ただし、ホルモン剤の血栓リスクについては、過去にクロミッド3倍量処方、ルトラール、プレマリン、ノアルテンD(←どれの副作用だったか忘れたぐらいどれもしんどかった)で治療を受けた時のほうが全身のむくみや下肢の疼痛が余程ひどかったのは事実。あの頃は、夜中に痛みで目覚めて眠れなくなるぐらい痛くて痛くて・・・正直足を切り落としたいぐらいでしたから!!!
今のお薬では体調は良好。むしろ副作用まみれの20代の時よりも快調なので、フランスでの使用中止の件も主治医に質問した上で、私には合っていると判断して継続しています。

■参考リンクFrance pulls acne drug after contraception deaths France has suspended sales of an acne drug whose use as a birth control pill has been linked to the four women

実際、トラネキサム酸はワーファリンやアスピリンのような抗凝固薬を投与している人には処方しないようですし、薬疹やアナフィラキシーの報告もあるので、ペニシリン系薬剤で薬疹が出た自分としては、薬疹リスクも高めたくないというのもある。(笑)
ホルモン剤でシミが濃くなるかどうかについては、私の場合はほぼ関係ないと思っています。10年かけてこの程度の色調ですから、経年のUVダメージが視覚で認識できるぐらいになってきたのだと思われます。(とはいえ、知りたがりな性格なので個人的には今のホルモン剤でプラスミノーゲン値がどのくらいになっているのか、測ってみたい気はあります。)

こういう内服薬に限らず、レーザーも美容整形なども含めて、そもそも医療とは「デメリットとメリットを比較して、本人の人生や日常生活においてデメリットよりもメリットが上回ると判断したときに実施するもの」だと考えています。ご自身にとってメリットよりもリスク(デメリット)を取りたくない気持ちが大きいのであれば、その医療を受けなけなければよいだけのこと。判断は本人にゆだねられているのですから、誰かがやっているからといって安易にトライすべきものではない。「自分はどうしたいのか」をとことん考えて、自分で決めることが大切。人間は欲の生き物だし、その欲を実現するためにあらゆる技術が進歩してきた。医療従事者が職業的使命感でありとあらゆる手を尽くそうとするのは当たり前。むしろ、最先端技術では打つ手があるにもかかわらずそれを伝えないほうが問題ですよね。それらをふまえて「何をどこまでやるか」を決めるのはご自身の価値観に基づいて決めればよいわけで。自ら下した決断は、他者のせいでも、技術の進歩のせいでもないのです。向き合うべきは自分自身の欲望。

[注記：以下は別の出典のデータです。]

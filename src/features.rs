//! Feature contract between the offline training script and the prediction
//! service.
//!
//! The column order below is the order the classifier was trained with. Any
//! change to it (or to the encoding) must bump [`FEATURE_SCHEMA_VERSION`];
//! artifacts declaring another version are refused at load time.

use crate::model::StudentFeatures;
use ndarray::Array2;
use serde::{Deserialize, Serialize};

pub const FEATURE_SCHEMA_VERSION: u32 = 1;

pub const NUMERIC_COLUMNS: [&str; 6] = [
    "age",
    "previous_marks",
    "attendance_percent",
    "study_hours_per_week",
    "family_income",
    "assignment_score",
];

pub const CATEGORICAL_COLUMNS: [&str; 4] = [
    "gender",
    "parental_education",
    "internet_access",
    "extra_classes",
];

pub const COLUMNS: [&str; 10] = [
    "age",
    "previous_marks",
    "attendance_percent",
    "study_hours_per_week",
    "family_income",
    "assignment_score",
    "gender",
    "parental_education",
    "internet_access",
    "extra_classes",
];

// Sentinel levels used when a categorical field was never filled in.
pub const DEFAULT_GENDER: &str = "F";
pub const DEFAULT_PARENTAL_EDUCATION: &str = "HighSchool";
pub const DEFAULT_INTERNET_ACCESS: &str = "Yes";
pub const DEFAULT_EXTRA_CLASSES: &str = "No";

const PREVIOUS_MARKS: usize = 1;
const ATTENDANCE_PERCENT: usize = 2;
const STUDY_HOURS_PER_WEEK: usize = 3;

/// One fully-defaulted row in contract order. Never contains a missing value.
#[derive(Debug, Clone, PartialEq)]
pub struct FeatureRow {
    pub numeric: [f64; 6],
    pub categorical: [String; 4],
}

impl FeatureRow {
    pub fn from_features(features: &StudentFeatures) -> Self {
        let numeric = [
            features.age.unwrap_or(0) as f64,
            features.previous_marks.unwrap_or(0.0),
            features.attendance_percent.unwrap_or(0.0),
            features.study_hours_per_week.unwrap_or(0.0),
            features.family_income.unwrap_or(0) as f64,
            features.assignment_score.unwrap_or(0.0),
        ];
        let categorical = [
            level_or(&features.gender, DEFAULT_GENDER),
            level_or(&features.parental_education, DEFAULT_PARENTAL_EDUCATION),
            level_or(&features.internet_access, DEFAULT_INTERNET_ACCESS),
            level_or(&features.extra_classes, DEFAULT_EXTRA_CLASSES),
        ];

        FeatureRow {
            numeric,
            categorical,
        }
    }

    pub fn previous_marks(&self) -> f64 {
        self.numeric[PREVIOUS_MARKS]
    }

    pub fn attendance_percent(&self) -> f64 {
        self.numeric[ATTENDANCE_PERCENT]
    }

    pub fn study_hours_per_week(&self) -> f64 {
        self.numeric[STUDY_HOURS_PER_WEEK]
    }

    /// Looks a value up by column name, rendered as text.
    pub fn value(&self, column: &str) -> Option<String> {
        if let Some(i) = NUMERIC_COLUMNS.iter().position(|c| *c == column) {
            return Some(self.numeric[i].to_string());
        }
        CATEGORICAL_COLUMNS
            .iter()
            .position(|c| *c == column)
            .map(|i| self.categorical[i].clone())
    }
}

fn level_or(value: &Option<String>, default: &str) -> String {
    match value.as_deref().map(str::trim) {
        Some(v) if !v.is_empty() => v.to_string(),
        _ => default.to_string(),
    }
}

#[derive(Debug, Clone, PartialEq, Serialize, Deserialize)]
pub struct ColumnScale {
    pub column: String,
    pub mean: f64,
    pub scale: f64,
}

#[derive(Debug, Clone, PartialEq, Serialize, Deserialize)]
pub struct CategoryLevels {
    pub column: String,
    pub levels: Vec<String>,
}

/// Encoding fitted alongside the classifier: standard scaling for numeric
/// columns, one-hot levels for categorical ones.
#[derive(Debug, Clone, PartialEq, Serialize, Deserialize)]
pub struct Preprocessor {
    pub numeric: Vec<ColumnScale>,
    pub categorical: Vec<CategoryLevels>,
}

impl Preprocessor {
    /// Number of encoded columns the model expects.
    pub fn width(&self) -> usize {
        self.numeric.len() + self.categorical.iter().map(|c| c.levels.len()).sum::<usize>()
    }

    /// Checks that the preprocessor covers exactly the contract columns, in order.
    pub fn check_columns(&self) -> Result<(), String> {
        let numeric: Vec<&str> = self.numeric.iter().map(|c| c.column.as_str()).collect();
        if numeric != NUMERIC_COLUMNS {
            return Err(format!(
                "numeric columns {numeric:?} do not match {NUMERIC_COLUMNS:?}"
            ));
        }
        let categorical: Vec<&str> = self.categorical.iter().map(|c| c.column.as_str()).collect();
        if categorical != CATEGORICAL_COLUMNS {
            return Err(format!(
                "categorical columns {categorical:?} do not match {CATEGORICAL_COLUMNS:?}"
            ));
        }
        for scale in &self.numeric {
            if !scale.mean.is_finite() || !scale.scale.is_finite() {
                return Err(format!("non-finite scaling for {}", scale.column));
            }
        }
        Ok(())
    }

    pub fn encode(&self, rows: &[FeatureRow]) -> Array2<f64> {
        let mut encoded = Array2::<f64>::zeros((rows.len(), self.width()));

        for (r, row) in rows.iter().enumerate() {
            for (c, scale) in self.numeric.iter().enumerate() {
                let divisor = if scale.scale == 0.0 { 1.0 } else { scale.scale };
                encoded[[r, c]] = (row.numeric[c] - scale.mean) / divisor;
            }

            let mut offset = self.numeric.len();
            for (c, category) in self.categorical.iter().enumerate() {
                // Unknown levels stay all-zero.
                if let Some(k) = category.levels.iter().position(|l| *l == row.categorical[c]) {
                    encoded[[r, offset + k]] = 1.0;
                }
                offset += category.levels.len();
            }
        }

        encoded
    }
}

#[cfg(test)]
mod tests {
    use super::*;

    fn preprocessor() -> Preprocessor {
        Preprocessor {
            numeric: NUMERIC_COLUMNS
                .iter()
                .map(|c| ColumnScale {
                    column: c.to_string(),
                    mean: 10.0,
                    scale: 2.0,
                })
                .collect(),
            categorical: vec![
                CategoryLevels {
                    column: "gender".into(),
                    levels: vec!["F".into(), "M".into()],
                },
                CategoryLevels {
                    column: "parental_education".into(),
                    levels: vec!["HighSchool".into(), "Bachelor".into()],
                },
                CategoryLevels {
                    column: "internet_access".into(),
                    levels: vec!["No".into(), "Yes".into()],
                },
                CategoryLevels {
                    column: "extra_classes".into(),
                    levels: vec!["No".into(), "Yes".into()],
                },
            ],
        }
    }

    #[test]
    fn columns_are_numeric_then_categorical() {
        let joined: Vec<&str> = NUMERIC_COLUMNS
            .iter()
            .chain(CATEGORICAL_COLUMNS.iter())
            .copied()
            .collect();
        assert_eq!(joined, COLUMNS);
    }

    #[test]
    fn missing_fields_get_defaults() {
        let row = FeatureRow::from_features(&StudentFeatures::default());
        assert_eq!(row.numeric, [0.0; 6]);
        assert_eq!(
            row.categorical,
            [
                DEFAULT_GENDER.to_string(),
                DEFAULT_PARENTAL_EDUCATION.to_string(),
                DEFAULT_INTERNET_ACCESS.to_string(),
                DEFAULT_EXTRA_CLASSES.to_string(),
            ]
        );
    }

    #[test]
    fn blank_categorical_counts_as_missing() {
        let row = FeatureRow::from_features(&StudentFeatures {
            gender: Some("  ".into()),
            ..Default::default()
        });
        assert_eq!(row.value("gender").as_deref(), Some(DEFAULT_GENDER));
    }

    #[test]
    fn encode_scales_and_one_hots() {
        let row = FeatureRow::from_features(&StudentFeatures {
            age: Some(14),
            gender: Some("M".into()),
            parental_education: Some("Doctorate".into()),
            ..Default::default()
        });
        let pre = preprocessor();
        let x = pre.encode(&[row]);

        assert_eq!(x.dim(), (1, 14));
        assert_eq!(x[[0, 0]], 2.0);
        assert_eq!(x[[0, 1]], -5.0);
        // gender: F, M
        assert_eq!((x[[0, 6]], x[[0, 7]]), (0.0, 1.0));
        // unknown education level stays all-zero
        assert_eq!((x[[0, 8]], x[[0, 9]]), (0.0, 0.0));
        // internet default Yes, extra classes default No
        assert_eq!((x[[0, 10]], x[[0, 11]]), (0.0, 1.0));
        assert_eq!((x[[0, 12]], x[[0, 13]]), (1.0, 0.0));
    }

    #[test]
    fn zero_scale_is_treated_as_one() {
        let mut pre = preprocessor();
        pre.numeric[0].scale = 0.0;
        let row = FeatureRow::from_features(&StudentFeatures {
            age: Some(15),
            ..Default::default()
        });
        assert_eq!(pre.encode(&[row])[[0, 0]], 5.0);
    }

    #[test]
    fn reordered_columns_are_rejected() {
        let mut pre = preprocessor();
        pre.categorical.swap(0, 1);
        assert!(pre.check_columns().is_err());
        assert!(preprocessor().check_columns().is_ok());
    }
}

出来ることならば強欲な自分と向き合わずに生きたいという人には、正直キツい時代だとは思いますが・・・。本来は宗教がそういう時の判断のよりどころだったはずですが、日本人の宗教感っていまいちぼんやりしているので、よりどころもなく自己責任の観念も薄いままに(個人という言葉がそもそも日本には無かったのだし)流されてクラゲのように漂うのも無理はないのかも。

と、ここまで記していてタカナシクリニック院長と中村うさぎさんのブログを思い出しました。以下引用。
ドクターは職人で、デザイナーはあなた自身です。
『手術を受けると決めたのはあくまで本人さんなのですから、自分の選択には責任を取るべきだと私は考えます。
手術が失敗したのなら執刀医が責任取るべきだと思うけど、手術自体は成功してるのに「ホントはやりたくなかった」などと言いだすのは、自己責任という概念のないお子様なので、そういう人は美容整形自体を受けるべきではないと思う。